#Load packages
library(truncdist)
## Loading required package: stats4
## Loading required package: evd
library(ggplot2)
library(tidyr)
library(plyr)
set.seed(2)
We very often simulate data based on distributions under ideal conditions (e.g., normally distributed, single true effect size). However, these conditions are not truly reflective of real data we collect during psychological experiments. For example, when we use scale data, participants can only answer by indicating a whole round number (e.g., from 1 to 7). The scale has endpoints (1 and 7) that truncate the distribution. In this notebook I’ll play around with more realistic simulations, examine p-curve distributions, and model ways in which effects on a lower level might (or might not) translate into effects on a higher level.
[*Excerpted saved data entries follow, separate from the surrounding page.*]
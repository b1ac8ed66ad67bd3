//! Configuration management for the weather map
//!
//! Handles loading configuration from files, environment variables,
//! and provides validation for all configuration settings.

use crate::WeatherMapError;
use crate::models::Coordinate;
use config::{Config, Environment, File};
use serde::{Deserialize, Serialize};
use std::path::PathBuf;

/// Root configuration structure for the weather map
#[derive(Debug, Clone, Default, Serialize, Deserialize)]
#[serde(default)]
pub struct WeatherMapConfig {
    /// Upstream HTTP provider settings
    pub providers: ProvidersConfig,
    /// Search, debounce and nearby-search settings
    pub search: SearchConfig,
    /// Map viewport and overlay settings
    pub map: MapConfig,
    /// Logging configuration
    pub logging: LoggingConfig,
    /// HTTP service settings
    pub web: WebConfig,
}

/// Upstream provider configuration settings
#[derive(Debug, Clone, Serialize, Deserialize)]
#[serde(default)]
pub struct ProvidersConfig {
    /// Base URL for the Open-Meteo compatible weather API
    pub weather_base_url: String,
    /// Base URL for the Nominatim compatible geocoding API
    pub geocoding_base_url: String,
    /// Request timeout in seconds
    pub timeout_seconds: u32,
    /// Maximum number of retries for transient failures
    pub max_retries: u32,
    /// User agent sent with every request (Nominatim rejects anonymous clients)
    pub user_agent: String,
}

/// Search configuration settings
#[derive(Debug, Clone, Serialize, Deserialize)]
#[serde(default)]
pub struct SearchConfig {
    /// Maximum number of suggestions per text query
    pub suggestion_limit: u32,
    /// Minimum trimmed query length before a search is issued
    pub min_query_chars: u32,
    /// Idle time before a typed query is issued, in milliseconds
    pub debounce_ms: u64,
    /// Radius for the nearby-settlement search in kilometers
    pub nearby_radius_km: f64,
    /// Maximum number of nearby settlements requested
    pub nearby_limit: u32,
}

/// How streamed nearby cards are presented
#[derive(Debug, Clone, Copy, PartialEq, Eq, Default, Serialize, Deserialize)]
#[serde(rename_all = "lowercase")]
pub enum NearbyOrder {
    /// Render each card as soon as its weather arrives
    #[default]
    Arrival,
    /// Buffer cards and flush them nearest-first once all fetches settle
    Distance,
}

/// Map configuration settings
#[derive(Debug, Clone, Serialize, Deserialize)]
#[serde(default)]
pub struct MapConfig {
    /// Initial viewport center
    pub default_center: Coordinate,
    /// Initial zoom level
    pub default_zoom: u8,
    /// Zoom level used when centering on a resolved location
    pub search_zoom: u8,
    /// Presentation order of nearby cards
    pub nearby_order: NearbyOrder,
    /// Heat overlay options
    pub overlay: OverlayConfig,
}

/// Heat overlay configuration settings
#[derive(Debug, Clone, Serialize, Deserialize, PartialEq)]
#[serde(default)]
pub struct OverlayConfig {
    /// Temperature mapped to full intensity, in Celsius
    pub max_temperature: f64,
    /// Point radius in pixels
    pub radius: u32,
    /// Blur radius in pixels
    pub blur: u32,
    /// Zoom level at which points reach full intensity
    pub max_zoom: u8,
    /// Gradient stops as (intensity, color)
    pub gradient: Vec<(f64, String)>,
}

/// Logging configuration settings
#[derive(Debug, Clone, Serialize, Deserialize)]
#[serde(default)]
pub struct LoggingConfig {
    /// Log level (error, warn, info, debug, trace)
    pub level: String,
    /// Log format (pretty or json)
    pub format: String,
}

/// HTTP service configuration settings
#[derive(Debug, Clone, Serialize, Deserialize)]
#[serde(default)]
pub struct WebConfig {
    /// Port the service listens on
    pub port: u16,
    /// Optional directory of static files served as fallback
    pub static_dir: Option<String>,
}

// Default value functions
fn default_weather_base_url() -> String {
    "https://api.open-meteo.com/v1".to_string()
}

fn default_geocoding_base_url() -> String {
    "https://nominatim.openstreetmap.org".to_string()
}

fn default_timeout() -> u32 {
    10
}

fn default_max_retries() -> u32 {
    2
}

fn default_user_agent() -> String {
    format!("weathermap/{}", crate::VERSION)
}

fn default_suggestion_limit() -> u32 {
    5
}

fn default_min_query_chars() -> u32 {
    3
}

fn default_debounce_ms() -> u64 {
    300
}

fn default_nearby_radius() -> f64 {
    100.0
}

fn default_nearby_limit() -> u32 {
    20
}

fn default_center() -> Coordinate {
    Coordinate {
        latitude: 48.137_154,
        longitude: 11.576_124,
    }
}

fn default_zoom() -> u8 {
    8
}

fn default_search_zoom() -> u8 {
    9
}

fn default_max_temperature() -> f64 {
    40.0
}

fn default_gradient() -> Vec<(f64, String)> {
    vec![
        (0.0, "#dc3545".to_string()),
        (0.5, "#28a745".to_string()),
        (1.0, "#ffc107".to_string()),
    ]
}

fn default_log_level() -> String {
    "info".to_string()
}

fn default_log_format() -> String {
    "pretty".to_string()
}

fn default_port() -> u16 {
    3000
}

impl Default for ProvidersConfig {
    fn default() -> Self {
        Self {
            weather_base_url: default_weather_base_url(),
            geocoding_base_url: default_geocoding_base_url(),
            timeout_seconds: default_timeout(),
            max_retries: default_max_retries(),
            user_agent: default_user_agent(),
        }
    }
}

impl Default for SearchConfig {
    fn default() -> Self {
        Self {
            suggestion_limit: default_suggestion_limit(),
            min_query_chars: default_min_query_chars(),
            debounce_ms: default_debounce_ms(),
            nearby_radius_km: default_nearby_radius(),
            nearby_limit: default_nearby_limit(),
        }
    }
}

impl Default for MapConfig {
    fn default() -> Self {
        Self {
            default_center: default_center(),
            default_zoom: default_zoom(),
            search_zoom: default_search_zoom(),
            nearby_order: NearbyOrder::default(),
            overlay: OverlayConfig::default(),
        }
    }
}

impl Default for OverlayConfig {
    fn default() -> Self {
        Self {
            max_temperature: default_max_temperature(),
            radius: 50,
            blur: 30,
            max_zoom: 10,
            gradient: default_gradient(),
        }
    }
}

impl Default for LoggingConfig {
    fn default() -> Self {
        Self {
            level: default_log_level(),
            format: default_log_format(),
        }
    }
}

impl Default for WebConfig {
    fn default() -> Self {
        Self {
            port: default_port(),
            static_dir: None,
        }
    }
}

impl WeatherMapConfig {
    /// Load configuration from specified path
    pub fn load_from_path(config_path: Option<PathBuf>) -> anyhow::Result<Self> {
        let mut builder = Config::builder();

        // Load from file if path is provided or use default location
        let config_file = config_path.unwrap_or_else(|| {
            Self::get_config_path().unwrap_or_else(|| PathBuf::from("config.toml"))
        });

        if config_file.exists() {
            builder = builder.add_source(
                File::from(config_file.clone())
                    .required(false)
                    .format(config::FileFormat::Toml),
            );
        }

        // Environment overrides, e.g. WEATHERMAP_SEARCH__NEARBY_RADIUS_KM=50
        builder = builder.add_source(
            Environment::with_prefix("WEATHERMAP")
                .prefix_separator("_")
                .separator("__")
                .try_parsing(true),
        );

        let settings = builder
            .build()
            .map_err(|e| WeatherMapError::config(format!("Failed to build configuration: {e}")))?;

        let mut config: WeatherMapConfig = settings.try_deserialize().map_err(|e| {
            WeatherMapError::config(format!("Failed to deserialize configuration: {e}"))
        })?;

        // Apply defaults for missing values
        config.apply_defaults();

        // Validate configuration
        config.validate()?;

        Ok(config)
    }

    /// Get the default configuration file path
    #[must_use]
    pub fn get_config_path() -> Option<PathBuf> {
        dirs::config_dir().map(|dir| dir.join("weathermap").join("config.toml"))
    }

    /// Apply default values to missing configuration fields
    pub fn apply_defaults(&mut self) {
        if self.providers.weather_base_url.is_empty() {
            self.providers.weather_base_url = default_weather_base_url();
        }
        if self.providers.geocoding_base_url.is_empty() {
            self.providers.geocoding_base_url = default_geocoding_base_url();
        }
        if self.providers.timeout_seconds == 0 {
            self.providers.timeout_seconds = default_timeout();
        }
        if self.providers.user_agent.is_empty() {
            self.providers.user_agent = default_user_agent();
        }
        if self.search.suggestion_limit == 0 {
            self.search.suggestion_limit = default_suggestion_limit();
        }
        if self.search.min_query_chars == 0 {
            self.search.min_query_chars = default_min_query_chars();
        }
        if self.search.nearby_radius_km <= 0.0 {
            self.search.nearby_radius_km = default_nearby_radius();
        }
        if self.search.nearby_limit == 0 {
            self.search.nearby_limit = default_nearby_limit();
        }
        if self.map.overlay.max_temperature <= 0.0 {
            self.map.overlay.max_temperature = default_max_temperature();
        }
        if self.map.overlay.gradient.is_empty() {
            self.map.overlay.gradient = default_gradient();
        }
        if self.logging.level.is_empty() {
            self.logging.level = default_log_level();
        }
        if self.logging.format.is_empty() {
            self.logging.format = default_log_format();
        }
    }

    /// Validate all configuration settings
    pub fn validate(&self) -> Result<(), WeatherMapError> {
        self.validate_numeric_ranges()?;
        self.validate_string_values()?;
        Ok(())
    }

    /// Validate numeric configuration ranges
    fn validate_numeric_ranges(&self) -> Result<(), WeatherMapError> {
        for (name, value) in [
            ("Nearby radius", self.search.nearby_radius_km),
            ("Overlay max temperature", self.map.overlay.max_temperature),
        ] {
            if !value.is_finite() {
                return Err(WeatherMapError::config(format!(
                    "{name} must be a finite number"
                )));
            }
        }

        if self.providers.timeout_seconds > 300 {
            return Err(WeatherMapError::config(
                "Provider timeout cannot exceed 300 seconds",
            ));
        }

        if self.providers.max_retries > 10 {
            return Err(WeatherMapError::config(
                "Provider max retries cannot exceed 10",
            ));
        }

        if self.search.suggestion_limit > 50 {
            return Err(WeatherMapError::config(
                "Suggestion limit cannot exceed 50",
            ));
        }

        if self.search.nearby_radius_km > 500.0 {
            return Err(WeatherMapError::config(
                "Nearby radius cannot exceed 500 km",
            ));
        }

        if self.search.nearby_limit > 50 {
            return Err(WeatherMapError::config(
                "Nearby limit cannot exceed 50",
            ));
        }

        if self.map.search_zoom > 19 || self.map.default_zoom > 19 {
            return Err(WeatherMapError::config("Zoom levels cannot exceed 19"));
        }

        Coordinate::new(
            self.map.default_center.latitude,
            self.map.default_center.longitude,
        )
        .map_err(|e| WeatherMapError::config(format!("Invalid default center: {e}")))?;

        Ok(())
    }

    /// Validate string configuration values
    fn validate_string_values(&self) -> Result<(), WeatherMapError> {
        let valid_log_levels = ["error", "warn", "info", "debug", "trace"];
        if !valid_log_levels.contains(&self.logging.level.as_str()) {
            return Err(WeatherMapError::config(format!(
                "Invalid log level '{}'. Must be one of: {}",
                self.logging.level,
                valid_log_levels.join(", ")
            )));
        }

        let valid_log_formats = ["pretty", "json"];
        if !valid_log_formats.contains(&self.logging.format.as_str()) {
            return Err(WeatherMapError::config(format!(
                "Invalid log format '{}'. Must be one of: {}",
                self.logging.format,
                valid_log_formats.join(", ")
            )));
        }

        for (name, url) in [
            ("Weather", &self.providers.weather_base_url),
            ("Geocoding", &self.providers.geocoding_base_url),
        ] {
            if !url.starts_with("http://") && !url.starts_with("https://") {
                return Err(WeatherMapError::config(format!(
                    "{name} API base URL must be a valid HTTP or HTTPS URL"
                )));
            }
        }

        Ok(())
    }
}
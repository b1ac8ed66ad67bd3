//! Weather sample model and display methods

use chrono::{DateTime, Utc};
use serde::{Deserialize, Serialize};

/// Current conditions at one coordinate, as normalized from the provider
#[derive(Debug, Serialize, Deserialize, Clone, PartialEq)]
pub struct WeatherSample {
    /// Temperature in Celsius
    pub temperature: f64,
    /// Human-readable description of weather conditions
    pub description: String,
    /// Raw WMO weather code reported by the provider
    pub weather_code: i32,
    /// Relative humidity percentage
    pub humidity: f64,
    /// Wind speed in km/h
    pub wind_speed: f64,
    /// When this sample was fetched
    pub fetched_at: DateTime<Utc>,
}

impl WeatherSample {
    /// Temperature rounded to whole degrees
    #[must_use]
    pub fn rounded_temperature(&self) -> i64 {
        self.temperature.round() as i64
    }

    /// Format temperature with unit
    #[must_use]
    pub fn format_temperature(&self) -> String {
        format!("{}°C", self.rounded_temperature())
    }

    /// Format humidity with unit
    #[must_use]
    pub fn format_humidity(&self) -> String {
        format!("{}%", self.humidity)
    }

    /// Format wind speed with unit
    #[must_use]
    pub fn format_wind(&self) -> String {
        format!("{} km/h", self.wind_speed)
    }

    #[must_use]
    pub fn temperature_class(&self) -> TemperatureClass {
        TemperatureClass::from_celsius(self.temperature)
    }
}

/// Three-way color coding of a temperature
#[derive(Debug, Clone, Copy, PartialEq, Eq, Serialize, Deserialize)]
#[serde(rename_all = "lowercase")]
pub enum TemperatureClass {
    /// At or below 5 °C
    Cold,
    /// Above 5 °C, at or below 30 °C
    Moderate,
    /// Above 30 °C
    Hot,
}

impl TemperatureClass {
    const COLD_MAX: f64 = 5.0;
    const MODERATE_MAX: f64 = 30.0;

    #[must_use]
    pub fn from_celsius(temperature: f64) -> Self {
        if temperature <= Self::COLD_MAX {
            Self::Cold
        } else if temperature <= Self::MODERATE_MAX {
            Self::Moderate
        } else {
            Self::Hot
        }
    }

    #[must_use]
    pub fn as_str(self) -> &'static str {
        match self {
            Self::Cold => "cold",
            Self::Moderate => "moderate",
            Self::Hot => "hot",
        }
    }

    /// CSS class applied to weather cards
    #[must_use]
    pub fn css_class(self) -> &'static str {
        match self {
            Self::Cold => "temperature-cold",
            Self::Moderate => "temperature-moderate",
            Self::Hot => "temperature-hot",
        }
    }

    /// Fill color for map markers
    #[must_use]
    pub fn marker_color(self) -> &'static str {
        match self {
            Self::Cold => "#dc3545",
            Self::Moderate => "#28a745",
            Self::Hot => "#ffc107",
        }
    }
}

#[cfg(test)]
mod tests {
    use super::*;
    use rstest::rstest;

    #[rstest]
    #[case(-12.0, TemperatureClass::Cold)]
    #[case(5.0, TemperatureClass::Cold)]
    #[case(5.01, TemperatureClass::Moderate)]
    #[case(30.0, TemperatureClass::Moderate)]
    #[case(30.1, TemperatureClass::Hot)]
    #[case(44.0, TemperatureClass::Hot)]
    fn test_temperature_partition(#[case] temperature: f64, #[case] expected: TemperatureClass) {
        assert_eq!(TemperatureClass::from_celsius(temperature), expected);
    }

    #[test]
    fn test_class_presentation() {
        assert_eq!(TemperatureClass::Cold.css_class(), "temperature-cold");
        assert_eq!(TemperatureClass::Hot.marker_color(), "#ffc107");
        assert_eq!(TemperatureClass::Moderate.as_str(), "moderate");
    }

    #[test]
    fn test_formatting() {
        let sample = WeatherSample {
            temperature: 17.6,
            description: "Overcast".to_string(),
            weather_code: 3,
            humidity: 71.0,
            wind_speed: 9.4,
            fetched_at: Utc::now(),
        };
        assert_eq!(sample.format_temperature(), "18°C");
        assert_eq!(sample.format_humidity(), "71%");
        assert_eq!(sample.format_wind(), "9.4 km/h");
        assert_eq!(sample.temperature_class(), TemperatureClass::Moderate);
    }
}
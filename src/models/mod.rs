//! Data models for the weather map
//!
//! This module contains the core domain models organized by concern:
//! - Coordinate: validated latitude/longitude pairs
//! - Weather: current weather samples and temperature classification
//! - Place: search candidates and nearby settlements
//! - View: the aggregate produced by one pipeline invocation

pub mod coordinate;
pub mod place;
pub mod view;
pub mod weather;

// Re-export all public types for convenient access
pub use coordinate::Coordinate;
pub use place::{NearbyPlace, PlaceCandidate};
pub use view::{NearbyWeather, ResolvedView};
pub use weather::{TemperatureClass, WeatherSample};
//! Coordinate model for geographic positions

use serde::{Deserialize, Serialize};

use crate::{Result, WeatherMapError};

/// A point on the globe in decimal degrees
#[derive(Debug, Serialize, Deserialize, Clone, Copy, PartialEq)]
pub struct Coordinate {
    /// Latitude in decimal degrees, within [-90, 90]
    pub latitude: f64,
    /// Longitude in decimal degrees, within [-180, 180]
    pub longitude: f64,
}

impl Coordinate {
    /// Create a coordinate, rejecting values outside the valid ranges
    pub fn new(latitude: f64, longitude: f64) -> Result<Self> {
        if !(-90.0..=90.0).contains(&latitude) {
            return Err(WeatherMapError::validation(format!(
                "latitude {latitude} out of range [-90, 90]"
            )));
        }
        if !(-180.0..=180.0).contains(&longitude) {
            return Err(WeatherMapError::validation(format!(
                "longitude {longitude} out of range [-180, 180]"
            )));
        }
        Ok(Self {
            latitude,
            longitude,
        })
    }

    /// Parse the string pair returned by Nominatim-style providers
    pub fn parse(latitude: &str, longitude: &str) -> Result<Self> {
        let lat = latitude.trim().parse::<f64>().map_err(|e| {
            WeatherMapError::malformed(format!("invalid latitude '{latitude}': {e}"))
        })?;
        let lon = longitude.trim().parse::<f64>().map_err(|e| {
            WeatherMapError::malformed(format!("invalid longitude '{longitude}': {e}"))
        })?;
        Self::new(lat, lon)
    }

    /// Format as a coordinates string
    #[must_use]
    pub fn format_coordinates(&self) -> String {
        format!("{:.4}, {:.4}", self.latitude, self.longitude)
    }
}

impl From<Coordinate> for haversine::Location {
    fn from(value: Coordinate) -> Self {
        haversine::Location {
            latitude: value.latitude,
            longitude: value.longitude,
        }
    }
}

#[cfg(test)]
mod tests {
    use super::*;

    #[test]
    fn test_coordinate_in_range() {
        let munich = Coordinate::new(48.137_154, 11.576_124).unwrap();
        assert_eq!(munich.format_coordinates(), "48.1372, 11.5761");
    }

    #[test]
    fn test_coordinate_out_of_range() {
        assert!(Coordinate::new(90.5, 0.0).is_err());
        assert!(Coordinate::new(0.0, -180.1).is_err());
        assert!(Coordinate::new(-90.0, 180.0).is_ok());
    }

    #[test]
    fn test_parse_provider_strings() {
        let c = Coordinate::parse("48.1371079", " 11.5753822").unwrap();
        assert!((c.latitude - 48.137_107_9).abs() < 1e-9);

        let err = Coordinate::parse("north", "11.5").unwrap_err();
        assert!(matches!(err, WeatherMapError::MalformedResponse { .. }));
    }
}
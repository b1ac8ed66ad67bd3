//! `WeatherMap` - interactive weather map
//!
//! This library resolves a searched or clicked location, fetches current
//! weather for it and for nearby towns, and renders color-coded markers and
//! a heat overlay through pluggable map collaborators.

pub mod api;
pub mod config;
pub mod error;
pub mod geo;
pub mod http;
pub mod input;
pub mod map;
pub mod models;
pub mod pipeline;
pub mod places;
pub mod weather;
pub mod web;

// Re-export core types for public API
pub use config::WeatherMapConfig;
pub use error::WeatherMapError;
pub use map::{CardPanel, MapSession, MapSurface};
pub use models::{Coordinate, NearbyPlace, PlaceCandidate, ResolvedView, WeatherSample};
pub use pipeline::{Pipeline, Resolution, Trigger};
pub use places::{NominatimClient, PlaceProvider};
pub use weather::{OpenMeteoClient, WeatherProvider};

/// Library version
pub const VERSION: &str = env!("CARGO_PKG_VERSION");

/// Core result type used throughout the library
pub type Result<T> = std::result::Result<T, WeatherMapError>;

#[cfg(test)]
mod tests {
    use super::*;

    #[test]
    fn test_version_is_set() {
        assert!(!VERSION.is_empty());
    }
}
#set up simulation paremeters
#grades go from 0 to 10, so truncate distributions
ll <- 0
ul <- 10
#set sample size
n <- 40
x <-data.frame(group1 = rtrunc(n, spec="norm", a=ll, b=ul, mean = 3, sd = 1.5),
group2 = rtrunc(n, spec="norm", a=ll, b=ul, mean = 6, sd = 1.5),
group3 = rtrunc(n, spec="norm", a=ll, b=ul, mean = 8, sd = 1.5),
group4 = rtrunc(n, spec="norm", a=ll, b=ul, mean = 4.5, sd = 1.5),
group5 = rtrunc(n, spec="norm", a=ll, b=ul, mean = 5.5, sd = 1.5),
group6 = rtrunc(n, spec="norm", a=ll, b=ul, mean = 7.5, sd = 1.5))
#to long format
df <- gather(x, variable, value)
df$condition <- c(rep(0,3*n), rep(1,3*n))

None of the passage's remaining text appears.